DESIGN INNOVATION FOR NEW GROWTH (DING): design as a strategy for growth and innovation in the creative economy of the Highlands and Islands.

Lead Research Organisation: Glasgow School of Art
Department Name: The Innovation School

Abstract

Scotland has faced longstanding economic issues with low levels of entrepreneurialism, start-ups and innovation and, due to the complex challenges faced by different regions, sectors and types of organisation, a tailored approach to policy support has been recommended. The Highlands and Islands (H&I) region faces particular innovation challenges, including the dispersed working communities and technological infrastructure of the region, which can limit opportunities in the creative economy. The crucial role of Higher Education Institutions (HEIs) in supporting regional economic development has been emphasised, but as the recent Dowling Report (BIS, 2015) acknowledged whilst business and university collaborations are critically important in supporting innovation, collaborations are complex to initiate and sustain. This is particularly acute for the creative economy where it is common for workers to be self-employed and there is a preponderance of project-based temporary employment and 'bulimic' patterns of work.

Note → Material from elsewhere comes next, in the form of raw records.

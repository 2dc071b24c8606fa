//! Task ID generation
//!
//! Generated IDs use the format: `{6-char-hex}-task-{category-slug}`
//! Example: `019430-task-keyword-enrichment`

/// Generate a task ID from a category label
pub fn generate_task_id(category: &str) -> String {
    let uuid = uuid::Uuid::now_v7();
    let hex_prefix = &uuid.to_string()[..6];
    format!("{}-task-{}", hex_prefix, slugify(category))
}

/// Slugify a category label for use in IDs
fn slugify(label: &str) -> String {
    label
        .to_lowercase()
        .chars()
        .map(|c| if c.is_alphanumeric() { c } else { '-' })
        .collect::<String>()
        .split('-')
        .filter(|s| !s.is_empty())
        .collect::<Vec<_>>()
        .join("-")
}
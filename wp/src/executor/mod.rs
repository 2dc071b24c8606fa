//! Bounded-concurrency batch execution
//!
//! Fans a list of work items out across a counting gate, applying per-item
//! timeout and exponential-backoff retry, with a circuit breaker shared
//! across the executor to protect the downstream dependency.

mod breaker;
mod config;
mod core;

pub use breaker::{CircuitBreaker, CircuitState};
pub use config::ExecutorConfig;
pub use core::{BatchExecutor, ExecutionResult, ExecutionStatus, ItemError, ProgressFn};
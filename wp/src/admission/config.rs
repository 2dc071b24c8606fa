//! Admission controller configuration

use serde::{Deserialize, Serialize};
use std::time::Duration;

/// Admission controller configuration
#[derive(Debug, Clone, Serialize, Deserialize)]
pub struct AdmissionConfig {
    /// Starting allowed rate (requests/second)
    #[serde(default = "default_initial_rate")]
    pub initial_rate: f64,

    /// Floor the adapted rate never drops below
    #[serde(default = "default_min_rate")]
    pub min_rate: f64,

    /// Ceiling the adapted rate never exceeds
    #[serde(default = "default_max_rate")]
    pub max_rate: f64,

    /// Token bucket capacity
    #[serde(default = "default_burst_capacity")]
    pub burst_capacity: f64,

    /// One-time emergency allowance for high-priority requests when the
    /// bucket is empty; replenished only by config reload
    #[serde(default = "default_high_priority_burst")]
    pub high_priority_burst: u32,

    /// Cap on each rolling history buffer
    #[serde(default = "default_rolling_window_size")]
    pub rolling_window_size: usize,

    /// Hysteresis band: a proposed rate change smaller than this fraction
    /// of the current rate is not applied
    #[serde(default = "default_adaptation_factor")]
    pub adaptation_factor: f64,

    /// Response time the adaptation treats as healthy (ms)
    #[serde(default = "default_target_response_ms")]
    pub target_response_ms: f64,

    /// Consecutive recorded errors before admission fail-fasts
    #[serde(default = "default_breaker_threshold")]
    pub breaker_threshold: u32,

    /// How long admission stays failed-fast after the last error
    #[serde(default = "default_breaker_cooldown_ms")]
    pub breaker_cooldown_ms: u64,

    /// Ascending load-band thresholds: medium, high, and critical start at
    /// indices 1..3; index 0 marks the top of the comfortable band
    #[serde(default = "default_load_thresholds")]
    pub load_thresholds: [f64; 4],
}

fn default_initial_rate() -> f64 {
    10.0
}

fn default_min_rate() -> f64 {
    1.0
}

fn default_max_rate() -> f64 {
    100.0
}

fn default_burst_capacity() -> f64 {
    20.0
}

fn default_high_priority_burst() -> u32 {
    5
}

fn default_rolling_window_size() -> usize {
    256
}

fn default_adaptation_factor() -> f64 {
    0.1
}

fn default_target_response_ms() -> f64 {
    1_000.0
}

fn default_breaker_threshold() -> u32 {
    10
}

fn default_breaker_cooldown_ms() -> u64 {
    5_000
}

fn default_load_thresholds() -> [f64; 4] {
    [0.25, 0.5, 0.75, 0.9]
}

impl Default for AdmissionConfig {
    fn default() -> Self {
        Self {
            initial_rate: 10.0,
            min_rate: 1.0,
            max_rate: 100.0,
            burst_capacity: 20.0,
            high_priority_burst: 5,
            rolling_window_size: 256,
            adaptation_factor: 0.1,
            target_response_ms: 1_000.0,
            breaker_threshold: 10,
            breaker_cooldown_ms: 5_000,
            load_thresholds: [0.25, 0.5, 0.75, 0.9],
        }
    }
}

impl AdmissionConfig {
    /// Get the breaker cooldown as a Duration
    pub fn breaker_cooldown(&self) -> Duration {
        Duration::from_millis(self.breaker_cooldown_ms)
    }
}
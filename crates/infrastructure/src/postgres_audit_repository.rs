use async_trait::async_trait;
use chrono::{DateTime, SecondsFormat, Utc};
use sqlx::PgPool;
use uuid::Uuid;

use s3commander_application::{
    AuditEvent, AuditLogEntry, AuditLogQuery, AuditLogRepository, AuditRepository,
};
use s3commander_core::{AppError, AppResult};

/// PostgreSQL-backed append-only audit log.
///
/// Serves both the write side (event appends from application services) and
/// the read side (administrative listing).
#[derive(Clone)]
pub struct PostgresAuditRepository {
    pool: PgPool,
}

impl PostgresAuditRepository {
    /// Creates a repository with the provided connection pool.
    #[must_use]
    pub fn new(pool: PgPool) -> Self {
        Self { pool }
    }
}

#[async_trait]
impl AuditRepository for PostgresAuditRepository {
    async fn append_event(&self, event: AuditEvent) -> AppResult<()> {
        sqlx::query(
            r#"
            INSERT INTO audit_log_entries (
                actor_subject, actor_name, action, resource_type, resource_id, detail
            )
            VALUES ($1, $2, $3, $4, $5, $6)
            "#,
        )
        .bind(event.actor_subject.as_str())
        .bind(event.actor_name.as_str())
        .bind(event.action.as_str())
        .bind(event.resource_type.as_str())
        .bind(event.resource_id.as_str())
        .bind(event.detail.as_deref())
        .execute(&self.pool)
        .await
        .map_err(|error| {
            AppError::Internal(format!(
                "failed to append audit event '{}': {error}",
                event.action.as_str()
            ))
        })?;

        Ok(())
    }
}

#[derive(sqlx::FromRow)]
struct AuditLogRow {
    id: Uuid,
    actor_subject: String,
    actor_name: String,
    action: String,
    resource_type: String,
    resource_id: String,
    detail: Option<String>,
    created_at: DateTime<Utc>,
}

impl From<AuditLogRow> for AuditLogEntry {
    fn from(row: AuditLogRow) -> Self {
        Self {
            event_id: row.id.to_string(),
            actor_subject: row.actor_subject,
            actor_name: row.actor_name,
            action: row.action,
            resource_type: row.resource_type,
            resource_id: row.resource_id,
            detail: row.detail,
            created_at: row.created_at.to_rfc3339_opts(SecondsFormat::Secs, true),
        }
    }
}

#[async_trait]
impl AuditLogRepository for PostgresAuditRepository {
    async fn list_recent_entries(&self, query: AuditLogQuery) -> AppResult<Vec<AuditLogEntry>> {
        let capped_limit = query.limit.clamp(1, 200) as i64;
        let capped_offset = query.offset.min(5_000) as i64;

        let rows = sqlx::query_as::<_, AuditLogRow>(
            r#"
            SELECT id, actor_subject, actor_name, action, resource_type, resource_id,
                   detail, created_at
            FROM audit_log_entries
            WHERE ($1::TEXT IS NULL OR action = $1)
              AND ($2::TEXT IS NULL OR actor_subject = $2)
            ORDER BY created_at DESC
            LIMIT $3
            OFFSET $4
            "#,
        )
        .bind(query.action)
        .bind(query.subject)
        .bind(capped_limit)
        .bind(capped_offset)
        .fetch_all(&self.pool)
        .await
        .map_err(|error| {
            AppError::Internal(format!("failed to list audit log entries: {error}"))
        })?;

        Ok(rows.into_iter().map(AuditLogEntry::from).collect())
    }
}
use serde::{Deserialize, Serialize};

/// Stable audit actions emitted by application use-cases.
#[derive(Debug, Clone, Copy, PartialEq, Eq, Hash, Serialize, Deserialize)]
#[serde(rename_all = "snake_case")]
pub enum AuditAction {
    /// Emitted when an account is provisioned on first sign-in.
    AccountProvisioned,
    /// Emitted when an owner changes an account role.
    AccountRoleChanged,
    /// Emitted when a temporary access request is submitted.
    AccessRequestSubmitted,
    /// Emitted when a temporary access request is approved.
    AccessRequestApproved,
    /// Emitted when a temporary access request is denied.
    AccessRequestDenied,
    /// Emitted when an approved request is revoked.
    AccessRequestRevoked,
    /// Emitted when a standing permission record is replaced.
    PermanentGrantUpdated,
    /// Emitted when a download URL is issued.
    ObjectDownloaded,
    /// Emitted when an upload URL is issued.
    ObjectUploaded,
    /// Emitted when an object is deleted.
    ObjectDeleted,
}

impl AuditAction {
    /// Returns a stable storage value for this action.
    #[must_use]
    pub fn as_str(&self) -> &'static str {
        match self {
            Self::AccountProvisioned => "account.provisioned",
            Self::AccountRoleChanged => "account.role.changed",
            Self::AccessRequestSubmitted => "access_request.submitted",
            Self::AccessRequestApproved => "access_request.approved",
            Self::AccessRequestDenied => "access_request.denied",
            Self::AccessRequestRevoked => "access_request.revoked",
            Self::PermanentGrantUpdated => "permission.permanent.updated",
            Self::ObjectDownloaded => "object.downloaded",
            Self::ObjectUploaded => "object.uploaded",
            Self::ObjectDeleted => "object.deleted",
        }
    }
}
//! Shared primitives for all Rust crates in S3 Commander.

#![forbid(unsafe_code)]

/// Authentication primitives shared across services.
pub mod auth;

use serde::{Deserialize, Serialize};
use thiserror::Error;

pub use auth::{Role, UserIdentity};

/// Result type used across S3 Commander crates.
pub type AppResult<T> = Result<T, AppError>;

/// A validated non-empty UTF-8 string.
#[derive(Debug, Clone, PartialEq, Eq, Hash, Serialize, Deserialize)]
pub struct NonEmptyString(String);

impl NonEmptyString {
    /// Creates a validated non-empty string.
    pub fn new(value: impl Into<String>) -> AppResult<Self> {
        let value = value.into();
        if value.trim().is_empty() {
            return Err(AppError::Validation(
                "value must not be empty or whitespace".to_owned(),
            ));
        }

        Ok(Self(value))
    }

    /// Returns the underlying string slice.
    #[must_use]
    pub fn as_str(&self) -> &str {
        self.0.as_str()
    }
}

impl From<NonEmptyString> for String {
    fn from(value: NonEmptyString) -> Self {
        value.0
    }
}

/// Common application error categories.
#[derive(Debug, Error, PartialEq, Eq)]
pub enum AppError {
    /// Invalid input or violated invariant.
    #[error("validation error: {0}")]
    Validation(String),

    /// Requested resource does not exist.
    #[error("not found: {0}")]
    NotFound(String),

    /// Write operation conflicts with existing state.
    #[error("conflict: {0}")]
    Conflict(String),

    /// User is not authenticated or not allowed to access a resource.
    #[error("unauthorized: {0}")]
    Unauthorized(String),

    /// User is authenticated but blocked by authorization policy.
    #[error("forbidden: {0}")]
    Forbidden(String),

    /// Internal unexpected error.
    #[error("internal error: {0}")]
    Internal(String),
}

The applicants prior project Design in Action (DiA) brought together academics, entrepreneurs and designers in residential innovation events called 'Chiasma' guided by strategic design principles and enabled them to support the development of innovative products, processes and services in SMEs and micro-businesses in Scotland (http://www.designinaction.com). Chiasma provided enriching opportunities for multidisciplinary audiences to work collaboratively, co-produce knowledge and learn collectively. The DiA project highlighted the importance of developing safe spaces for knowledge exchange and promoted successful tacit knowledge exchange of skills and experience, which encouraged a sense of shared understanding and values, of reciprocity and of trust. A key finding from DiA was that the team encountered challenges in bringing together designers, academics and entrepreneurs who were often meeting for the first time, and pushing them into forming a new, risky start-up together. To ameliorate this challenge, we will engage existing networks and communities to provide a more stable starting point for any collaborations and business propositions.

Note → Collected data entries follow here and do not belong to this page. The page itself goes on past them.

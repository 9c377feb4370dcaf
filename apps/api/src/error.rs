use axum::Json;
use axum::http::StatusCode;
use axum::response::{IntoResponse, Response};
use s3commander_core::AppError;
use serde::Serialize;
use ts_rs::TS;

/// API error payload.
#[derive(Debug, Serialize, TS)]
#[ts(
    export,
    export_to = "../../../packages/api-types/src/generated/error-response.ts"
)]
pub struct ErrorResponse {
    message: String,
}

/// HTTP API error wrapper around core application errors.
#[derive(Debug)]
pub struct ApiError(pub AppError);

impl From<AppError> for ApiError {
    fn from(value: AppError) -> Self {
        Self(value)
    }
}

impl IntoResponse for ApiError {
    fn into_response(self) -> Response {
        let status = match self.0 {
            AppError::Validation(_) => StatusCode::BAD_REQUEST,
            AppError::NotFound(_) => StatusCode::NOT_FOUND,
            AppError::Conflict(_) => StatusCode::CONFLICT,
            AppError::Unauthorized(_) => StatusCode::UNAUTHORIZED,
            AppError::Forbidden(_) => StatusCode::FORBIDDEN,
            AppError::Internal(_) => StatusCode::INTERNAL_SERVER_ERROR,
        };

        let payload = Json(ErrorResponse {
            message: self.0.to_string(),
        });

        (status, payload).into_response()
    }
}

/// Standard API result type.
pub type ApiResult<T> = Result<T, ApiError>;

Working with Highlands and Islands Enterprise (HIE), Design Innovation for New Growth intends to propagate design as a strategy for business growth and innovation with new audiences in the Highlands and Islands (H&I) region. The DING team, in consultation with HIE, have identified a clear opportunity for the delivery of knowledge generated in DiA within their established XpoNorth creative industries networks (http://www.hie.co.uk/growth-sectors/creative-industries/xponorth.html).

Planned Impact

The DING team has developed a pathway to impact by outlining an innovative process of engagement with academics, creative practitioners and businesses in the H&I region. The project will support and develop the existing creative networks in the region, and connect them through collaborative working with wider interested networks and investors in Scotland. We have pro-actively engaged with gatekeepers in the region and the KE agenda has been co-developed with stakeholders at HIE. The DING team intends to build long-term relationships that can respond quickly and imaginatively to the key concerns presented. The team support the shift from the old, often uni-directional, academic-to-beneficiary style of research and engagement, which can be "dismissed as unresponsive to people's needs, intellectually presumptuous and undemocratic" (Times Higher Education, December 2014), towards stakeholders being invited to co-construct projects.

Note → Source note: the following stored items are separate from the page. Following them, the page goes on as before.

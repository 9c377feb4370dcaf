use std::str::FromStr;
use std::sync::Arc;

use chrono::Utc;
use s3commander_core::{AppError, AppResult, NonEmptyString, UserIdentity};
use s3commander_domain::{AccessRequest, AuditAction, BucketName, RequestId};

use crate::access_ports::{AccessRequestQuery, AccessRequestRepository};
use crate::audit_ports::{AuditEvent, AuditRepository};
use crate::require_privileged;

/// Input payload for submitting a temporary access request.
#[derive(Debug, Clone, PartialEq, Eq)]
pub struct SubmitAccessRequestInput {
    /// Requested bucket name.
    pub bucket: String,
    /// Bucket region label.
    pub region: String,
    /// Business justification.
    pub justification: String,
}

/// Application service for the temporary access request workflow.
#[derive(Clone)]
pub struct AccessRequestService {
    repository: Arc<dyn AccessRequestRepository>,
    audit_repository: Arc<dyn AuditRepository>,
}

impl AccessRequestService {
    /// Creates a new request service from repository implementations.
    #[must_use]
    pub fn new(
        repository: Arc<dyn AccessRequestRepository>,
        audit_repository: Arc<dyn AuditRepository>,
    ) -> Self {
        Self {
            repository,
            audit_repository,
        }
    }

    /// Submits a new pending request for the acting identity.
    pub async fn submit(
        &self,
        actor: &UserIdentity,
        input: SubmitAccessRequestInput,
    ) -> AppResult<AccessRequest> {
        let bucket = BucketName::new(input.bucket)?;
        let region = NonEmptyString::new(input.region)?;

        if self
            .repository
            .find_pending_for_bucket(actor.subject(), &bucket)
            .await?
            .is_some()
        {
            return Err(AppError::Conflict(format!(
                "a pending request for bucket '{bucket}' already exists"
            )));
        }

        let request = AccessRequest::submit(
            actor.subject(),
            actor.display_name(),
            actor.email().map(ToOwned::to_owned),
            bucket,
            String::from(region),
            input.justification,
            Utc::now(),
        )?;
        self.repository.create(&request).await?;

        self.audit_repository
            .append_event(AuditEvent {
                actor_subject: actor.subject().to_owned(),
                actor_name: actor.display_name().to_owned(),
                action: AuditAction::AccessRequestSubmitted,
                resource_type: "access_request".to_owned(),
                resource_id: request.request_id.to_string(),
                detail: Some(format!(
                    "requested temporary access to '{}' in '{}'",
                    request.bucket, request.region
                )),
            })
            .await?;

        Ok(request)
    }

    /// Approves a pending request with an expiry window in minutes.
    pub async fn approve(
        &self,
        actor: &UserIdentity,
        request_id: &str,
        duration_minutes: u32,
    ) -> AppResult<AccessRequest> {
        require_privileged(actor)?;

        let mut request = self.load(request_id).await?;
        request.approve(actor.subject(), duration_minutes, Utc::now())?;
        self.repository.update(&request).await?;

        let expires_label = request
            .expires_at
            .map(|expires_at| expires_at.to_rfc3339())
            .unwrap_or_default();
        self.append_review_event(
            actor,
            &request,
            AuditAction::AccessRequestApproved,
            format!(
                "approved access to '{}' for '{}' until '{expires_label}'",
                request.bucket, request.subject
            ),
        )
        .await?;

        Ok(request)
    }

    /// Denies a pending request.
    pub async fn deny(
        &self,
        actor: &UserIdentity,
        request_id: &str,
        reason: &str,
    ) -> AppResult<AccessRequest> {
        require_privileged(actor)?;

        let mut request = self.load(request_id).await?;
        request.deny(actor.subject(), reason, Utc::now())?;
        self.repository.update(&request).await?;

        self.append_review_event(
            actor,
            &request,
            AuditAction::AccessRequestDenied,
            format!(
                "denied access to '{}' for '{}': {reason}",
                request.bucket, request.subject
            ),
        )
        .await?;

        Ok(request)
    }

    /// Revokes an approved request, effective immediately.
    pub async fn revoke(
        &self,
        actor: &UserIdentity,
        request_id: &str,
        reason: &str,
    ) -> AppResult<AccessRequest> {
        require_privileged(actor)?;

        let mut request = self.load(request_id).await?;
        request.revoke(actor.subject(), reason, Utc::now())?;
        self.repository.update(&request).await?;

        self.append_review_event(
            actor,
            &request,
            AuditAction::AccessRequestRevoked,
            format!(
                "revoked access to '{}' for '{}': {reason}",
                request.bucket, request.subject
            ),
        )
        .await?;

        Ok(request)
    }

    /// Lists requests; non-privileged actors only see their own.
    pub async fn list(
        &self,
        actor: &UserIdentity,
        mut query: AccessRequestQuery,
    ) -> AppResult<Vec<AccessRequest>> {
        if !actor.is_privileged() {
            query.subject = Some(actor.subject().to_owned());
        }

        self.repository.list(query).await
    }

    async fn load(&self, request_id: &str) -> AppResult<AccessRequest> {
        let request_id = RequestId::from_str(request_id)?;
        self.repository
            .find(request_id)
            .await?
            .ok_or_else(|| AppError::NotFound(format!("access request '{request_id}' not found")))
    }

    async fn append_review_event(
        &self,
        actor: &UserIdentity,
        request: &AccessRequest,
        action: AuditAction,
        detail: String,
    ) -> AppResult<()> {
        self.audit_repository
            .append_event(AuditEvent {
                actor_subject: actor.subject().to_owned(),
                actor_name: actor.display_name().to_owned(),
                action,
                resource_type: "access_request".to_owned(),
                resource_id: request.request_id.to_string(),
                detail: Some(detail),
            })
            .await
    }
}

#[cfg(test)]
mod tests {
    use std::sync::Arc;

    use async_trait::async_trait;
    use s3commander_core::{AppResult, Role, UserIdentity};
    use s3commander_domain::{AccessRequest, BucketName, RequestId, RequestStatus};
    use tokio::sync::Mutex;

    use crate::access_ports::{AccessRequestQuery, AccessRequestRepository};
    use crate::audit_ports::{AuditEvent, AuditRepository};

    use super::{AccessRequestService, SubmitAccessRequestInput};

    #[derive(Default)]
    struct FakeAuditRepository {
        events: Mutex<Vec<AuditEvent>>,
    }

    #[async_trait]
    impl AuditRepository for FakeAuditRepository {
        async fn append_event(&self, event: AuditEvent) -> AppResult<()> {
            self.events.lock().await.push(event);
            Ok(())
        }
    }

    #[derive(Default)]
    struct FakeRequestRepository {
        requests: Mutex<Vec<AccessRequest>>,
    }

    #[async_trait]
    impl AccessRequestRepository for FakeRequestRepository {
        async fn create(&self, request: &AccessRequest) -> AppResult<()> {
            self.requests.lock().await.push(request.clone());
            Ok(())
        }

        async fn find(&self, request_id: RequestId) -> AppResult<Option<AccessRequest>> {
            Ok(self
                .requests
                .lock()
                .await
                .iter()
                .find(|request| request.request_id == request_id)
                .cloned())
        }

        async fn update(&self, request: &AccessRequest) -> AppResult<()> {
            let mut requests = self.requests.lock().await;
            if let Some(stored) = requests
                .iter_mut()
                .find(|stored| stored.request_id == request.request_id)
            {
                *stored = request.clone();
            }
            Ok(())
        }

        async fn list(&self, query: AccessRequestQuery) -> AppResult<Vec<AccessRequest>> {
            Ok(self
                .requests
                .lock()
                .await
                .iter()
                .filter(|request| {
                    query
                        .subject
                        .as_deref()
                        .is_none_or(|subject| request.subject == subject)
                })
                .filter(|request| query.status.is_none_or(|status| request.status == status))
                .skip(query.offset)
                .take(query.limit)
                .cloned()
                .collect())
        }

        async fn list_approved_for_bucket(
            &self,
            subject: &str,
            bucket: &BucketName,
        ) -> AppResult<Vec<AccessRequest>> {
            Ok(self
                .requests
                .lock()
                .await
                .iter()
                .filter(|request| {
                    request.subject == subject
                        && request.bucket == *bucket
                        && request.status == RequestStatus::Approved
                })
                .cloned()
                .collect())
        }

        async fn list_approved_for_subject(&self, subject: &str) -> AppResult<Vec<AccessRequest>> {
            Ok(self
                .requests
                .lock()
                .await
                .iter()
                .filter(|request| {
                    request.subject == subject && request.status == RequestStatus::Approved
                })
                .cloned()
                .collect())
        }

        async fn find_pending_for_bucket(
            &self,
            subject: &str,
            bucket: &BucketName,
        ) -> AppResult<Option<AccessRequest>> {
            Ok(self
                .requests
                .lock()
                .await
                .iter()
                .find(|request| {
                    request.subject == subject
                        && request.bucket == *bucket
                        && request.status == RequestStatus::Pending
                })
                .cloned())
        }
    }

    fn requester() -> UserIdentity {
        UserIdentity::new(
            "alice",
            "Alice Doe",
            Some("alice@example.com".to_owned()),
            Role::User,
        )
    }

    fn admin() -> UserIdentity {
        UserIdentity::new("root", "Root Admin", None, Role::Admin)
    }

    fn submit_input(bucket: &str) -> SubmitAccessRequestInput {
        SubmitAccessRequestInput {
            bucket: bucket.to_owned(),
            region: "eu-central-1".to_owned(),
            justification: "quarterly reconciliation exports".to_owned(),
        }
    }

    fn service() -> (AccessRequestService, Arc<FakeAuditRepository>) {
        let audit = Arc::new(FakeAuditRepository::default());
        let service =
            AccessRequestService::new(Arc::new(FakeRequestRepository::default()), audit.clone());
        (service, audit)
    }

    #[tokio::test]
    async fn submit_denormalizes_requester_profile_and_audits() -> AppResult<()> {
        let (service, audit) = service();
        let request = service.submit(&requester(), submit_input("b1")).await?;

        assert_eq!(request.requester_name, "Alice Doe");
        assert_eq!(request.requester_email.as_deref(), Some("alice@example.com"));
        assert_eq!(request.status, RequestStatus::Pending);
        assert_eq!(audit.events.lock().await.len(), 1);
        Ok(())
    }

    #[tokio::test]
    async fn duplicate_pending_request_is_a_conflict() -> AppResult<()> {
        let (service, _) = service();
        service.submit(&requester(), submit_input("b1")).await?;
        let duplicate = service.submit(&requester(), submit_input("b1")).await;
        assert!(duplicate.is_err());
        Ok(())
    }

    #[tokio::test]
    async fn approve_requires_a_privileged_actor() -> AppResult<()> {
        let (service, _) = service();
        let request = service.submit(&requester(), submit_input("b1")).await?;

        let result = service
            .approve(&requester(), request.request_id.to_string().as_str(), 60)
            .await;
        assert!(result.is_err());
        Ok(())
    }

    #[tokio::test]
    async fn approve_sets_expiry_and_appends_audit_event() -> AppResult<()> {
        let (service, audit) = service();
        let request = service.submit(&requester(), submit_input("b1")).await?;

        let approved = service
            .approve(&admin(), request.request_id.to_string().as_str(), 60)
            .await?;
        assert_eq!(approved.status, RequestStatus::Approved);
        assert!(approved.expires_at.is_some());
        assert_eq!(audit.events.lock().await.len(), 2);
        Ok(())
    }

    #[tokio::test]
    async fn deny_rejects_a_short_reason() -> AppResult<()> {
        let (service, _) = service();
        let request = service.submit(&requester(), submit_input("b1")).await?;

        let result = service
            .deny(&admin(), request.request_id.to_string().as_str(), "no")
            .await;
        assert!(result.is_err());
        Ok(())
    }

    #[tokio::test]
    async fn revoke_requires_prior_approval() -> AppResult<()> {
        let (service, _) = service();
        let request = service.submit(&requester(), submit_input("b1")).await?;
        let id = request.request_id.to_string();

        let premature = service
            .revoke(&admin(), id.as_str(), "engagement ended early")
            .await;
        assert!(premature.is_err());

        service.approve(&admin(), id.as_str(), 60).await?;
        let revoked = service
            .revoke(&admin(), id.as_str(), "engagement ended early")
            .await?;
        assert_eq!(revoked.status, RequestStatus::Revoked);
        Ok(())
    }

    #[tokio::test]
    async fn unknown_request_id_is_not_found() {
        let (service, _) = service();
        let result = service
            .approve(&admin(), "8f7f4f5e-0000-0000-0000-000000000000", 60)
            .await;
        assert!(result.is_err());
    }

    #[tokio::test]
    async fn listing_is_scoped_to_the_actor_unless_privileged() -> AppResult<()> {
        let (service, _) = service();
        service.submit(&requester(), submit_input("b1")).await?;
        let other = UserIdentity::new("bob", "Bob", None, Role::User);
        service.submit(&other, submit_input("b2")).await?;

        let query = AccessRequestQuery {
            subject: None,
            status: None,
            limit: 50,
            offset: 0,
        };
        let own = service.list(&requester(), query.clone()).await?;
        assert_eq!(own.len(), 1);
        assert_eq!(own[0].subject, "alice");

        let all = service.list(&admin(), query).await?;
        assert_eq!(all.len(), 2);
        Ok(())
    }
}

Creative Industries Practitioners: This project aims to mitigate and offset issues of precarious creative work by offering opportunities for a supportive, safe context to build capacity in design-led techniques. This will offset risk by offering a sustainable network, linking practitioners to new business and support opportunities and potential cross-sub-sector collaborations. By involving academics, creative practitioners and businesses in collaborative projects they will be exposed to new knowledge, skills and experience from other stakeholders which are crucial to fostering relational exchanges.

Creative Economy Policymakers and Supporting Institutions: The learning generated from DiA will be shared directly with creative industries stakeholders and policymakers in the H&I region. This will enhance a sustainable creative economic network that, in turn, will lead to improved opportunities for business innovation and growth and will raise the profile of the region as a creative and innovative place to do business. DING will create new opportunities for existing creative communities to work in new collaborations thus overcoming silos and helping to join up support infrastructure.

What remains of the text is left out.